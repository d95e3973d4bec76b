use std::fmt::{Display, Formatter};

use log::{debug, info};
use rayon::prelude::*;

use crate::board::Board;
use crate::dictionary::Dictionary;
use crate::index::CandidateSet;
use crate::location::Location;

/// The outcome of a search: the longest word found and the cell its path starts on.
#[derive(Clone, Debug, Default, PartialEq, Eq)]
pub struct LongestWord {
    /// The word, empty if nothing was found.
    pub word: String,
    /// Where the word's path starts. `None` exactly when `word` is empty.
    pub start: Option<Location>,
}

impl LongestWord {
    /// The "no word found" result.
    pub fn none() -> Self {
        Self::default()
    }

    /// Whether a word was found.
    pub fn is_found(&self) -> bool {
        self.start.is_some()
    }

    // strictly longer only, so the first of several equally long words stays
    fn merge(self, word: String, start: Location) -> Self {
        if word.len() > self.word.len() {
            Self { word, start: Some(start) }
        } else {
            self
        }
    }
}

impl Display for LongestWord {
    fn fmt(&self, f: &mut Formatter<'_>) -> std::fmt::Result {
        match self.start {
            Some(start) => write!(f, "Longest word is {} starting at position {}", self.word, start),
            None => write!(f, "No words found in the grid."),
        }
    }
}

/// Walk knight paths from `location`, whose letter would sit at `depth` in the word being built.
///
/// `prefix` holds the letters of the path so far and `candidates` the words still consistent with it.
/// Returns the longest of `best` and every dictionary word spelled by a path through here,
/// keeping `best` on ties.
///
/// # Termination
/// Paths may revisit cells, so the knight graph's cycles are walked freely; there is deliberately no visited set,
/// since a word may need the same square twice. Recursion stops because every frame narrows `candidates`
/// to words longer than `depth`, which is empty once `depth` reaches the longest candidate's length.
pub fn explore(
    board: &Board,
    location: Location,
    depth: usize,
    prefix: &str,
    candidates: &CandidateSet,
    best: String,
) -> String {
    let letter = board.letter_at(location);
    let candidates = candidates.filter_by_position_char(depth, letter);
    if candidates.is_empty() {
        return best;
    }

    let mut prefix = prefix.to_owned();
    prefix.push(letter);

    let mut best = best;
    // a match here may still be the prefix of a longer word, so keep going either way
    if prefix.len() > best.len() && candidates.contains(&prefix) {
        best = prefix.clone();
    }

    board.knight_moves(location)
        .fold(best, |best, next| explore(board, next, depth + 1, &prefix, &candidates, best))
}

/// The longest word whose path starts at `start`, or an empty string.
pub fn search_from(board: &Board, dictionary: &Dictionary, start: Location) -> String {
    explore(board, start, 0, "", &CandidateSet::from(dictionary), String::new())
}

/// The longest dictionary word spelled by knight moves anywhere on `board`.
///
/// Starting cells are tried in row-major order; the first of several equally long words wins.
pub fn find_longest_word(board: &Board, dictionary: &Dictionary) -> LongestWord {
    info!("searching {} words", dictionary.len());

    let result = board.locations()
        .map(|start| (start, search_from(board, dictionary, start)))
        .inspect(log_cell)
        .fold(LongestWord::none(), |best, (start, word)| best.merge(word, start));

    info!("result: {}", result);
    result
}

/// As [`find_longest_word`], with starting cells searched in parallel on the `rayon` pool.
///
/// Results are reduced in row-major order, so the outcome is identical to the sequential search.
pub fn find_longest_word_parallel(board: &Board, dictionary: &Dictionary) -> LongestWord {
    info!("searching {} words on {} threads", dictionary.len(), rayon::current_num_threads());

    let starts: Vec<Location> = board.locations().collect();
    let per_cell: Vec<(Location, String)> = starts.par_iter()
        .map(|start| (*start, search_from(board, dictionary, *start)))
        .collect();

    let result = per_cell.into_iter()
        .inspect(log_cell)
        .fold(LongestWord::none(), |best, (start, word)| best.merge(word, start));

    info!("result: {}", result);
    result
}

fn log_cell((start, word): &(Location, String)) {
    if !word.is_empty() {
        debug!("longest word from {}: {}", start, word);
    }
}

/// One knight path starting at `start` that spells `word`, trying moves in canonical order.
///
/// `None` if `word` is empty or no such path exists.
pub fn trace_path(board: &Board, start: Location, word: &str) -> Option<Vec<Location>> {
    let letters: Vec<char> = word.chars().collect();
    if letters.is_empty() {
        return None;
    }

    let mut path = Vec::with_capacity(letters.len());
    match extend_path(board, start, &letters, &mut path) {
        true => Some(path),
        false => None,
    }
}

// depth is bounded by the word, so no visited set is needed here either
fn extend_path(board: &Board, location: Location, letters: &[char], path: &mut Vec<Location>) -> bool {
    let Some((first, rest)) = letters.split_first() else {
        return true;
    };
    if board.letter_at(location) != *first {
        return false;
    }

    path.push(location);
    if rest.is_empty() || board.knight_moves(location).any(|next| extend_path(board, next, rest, path)) {
        return true;
    }
    path.pop();

    false
}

Exercise directions:
Exact copies of all the lines above are required.

Solution:
repository d95e3973d4bec76b
use std::fmt::{Display, Formatter};

use log::{debug, info};
use rayon::prelude::*;

use crate::board::Board;
use crate::dictionary::Dictionary;
use crate::index::CandidateSet;
use crate::location::Location;

/// The outcome of a search: the longest word found and the cell its path starts on.
#[derive(Clone, Debug, Default, PartialEq, Eq)]
pub struct LongestWord {
    /// The word, empty if nothing was found.
    pub word: String,
    /// Where the word's path starts. `None` exactly when `word` is empty.
    pub start: Option<Location>,
}

impl LongestWord {
    /// The "no word found" result.
    pub fn none() -> Self {
        Self::default()
    }

    /// Whether a word was found.
    pub fn is_found(&self) -> bool {
        self.start.is_some()
    }

    // strictly longer only, so the first of several equally long words stays
    fn merge(self, word: String, start: Location) -> Self {
        if word.len() > self.word.len() {
            Self { word, start: Some(start) }
        } else {
            self
        }
    }
}

impl Display for LongestWord {
    fn fmt(&self, f: &mut Formatter<'_>) -> std::fmt::Result {
        match self.start {
            Some(start) => write!(f, "Longest word is {} starting at position {}", self.word, start),
            None => write!(f, "No words found in the grid."),
        }
    }
}

/// Walk knight paths from `location`, whose letter would sit at `depth` in the word being built.
///
/// `prefix` holds the letters of the path so far and `candidates` the words still consistent with it.
/// Returns the longest of `best` and every dictionary word spelled by a path through here,
/// keeping `best` on ties.
///
/// # Termination
/// Paths may revisit cells, so the knight graph's cycles are walked freely; there is deliberately no visited set,
/// since a word may need the same square twice. Recursion stops because every frame narrows `candidates`
/// to words longer than `depth`, which is empty once `depth` reaches the longest candidate's length.
pub fn explore(
    board: &Board,
    location: Location,
    depth: usize,
    prefix: &str,
    candidates: &CandidateSet,
    best: String,
) -> String {
    let letter = board.letter_at(location);
    let candidates = candidates.filter_by_position_char(depth, letter);
    if candidates.is_empty() {
        return best;
    }

    let mut prefix = prefix.to_owned();
    prefix.push(letter);

    let mut best = best;
    // a match here may still be the prefix of a longer word, so keep going either way
    if prefix.len() > best.len() && candidates.contains(&prefix) {
        best = prefix.clone();
    }

    board.knight_moves(location)
        .fold(best, |best, next| explore(board, next, depth + 1, &prefix, &candidates, best))
}

/// The longest word whose path starts at `start`, or an empty string.
pub fn search_from(board: &Board, dictionary: &Dictionary, start: Location) -> String {
    explore(board, start, 0, "", &CandidateSet::from(dictionary), String::new())
}

/// The longest dictionary word spelled by knight moves anywhere on `board`.
///
/// Starting cells are tried in row-major order; the first of several equally long words wins.
pub fn find_longest_word(board: &Board, dictionary: &Dictionary) -> LongestWord {
    info!("searching {} words", dictionary.len());

    let result = board.locations()
        .map(|start| (start, search_from(board, dictionary, start)))
        .inspect(log_cell)
        .fold(LongestWord::none(), |best, (start, word)| best.merge(word, start));

    info!("result: {}", result);
    result
}

/// As [`find_longest_word`], with starting cells searched in parallel on the `rayon` pool.
///
/// Results are reduced in row-major order, so the outcome is identical to the sequential search.
pub fn find_longest_word_parallel(board: &Board, dictionary: &Dictionary) -> LongestWord {
    info!("searching {} words on {} threads", dictionary.len(), rayon::current_num_threads());

    let starts: Vec<Location> = board.locations().collect();
    let per_cell: Vec<(Location, String)> = starts.par_iter()
        .map(|start| (*start, search_from(board, dictionary, *start)))
        .collect();

    let result = per_cell.into_iter()
        .inspect(log_cell)
        .fold(LongestWord::none(), |best, (start, word)| best.merge(word, start));

    info!("result: {}", result);
    result
}

fn log_cell((start, word): &(Location, String)) {
    if !word.is_empty() {
        debug!("longest word from {}: {}", start, word);
    }
}

/// One knight path starting at `start` that spells `word`, trying moves in canonical order.
///
/// `None` if `word` is empty or no such path exists.
pub fn trace_path(board: &Board, start: Location, word: &str) -> Option<Vec<Location>> {
    let letters: Vec<char> = word.chars().collect();
    if letters.is_empty() {
        return None;
    }

    let mut path = Vec::with_capacity(letters.len());
    match extend_path(board, start, &letters, &mut path) {
        true => Some(path),
        false => None,
    }
}

// depth is bounded by the word, so no visited set is needed here either
fn extend_path(board: &Board, location: Location, letters: &[char], path: &mut Vec<Location>) -> bool {
    let Some((first, rest)) = letters.split_first() else {
        return true;
    };
    if board.letter_at(location) != *first {
        return false;
    }

    path.push(location);
    if rest.is_empty() || board.knight_moves(location).any(|next| extend_path(board, next, rest, path)) {
        return true;
    }
    path.pop();

    false
}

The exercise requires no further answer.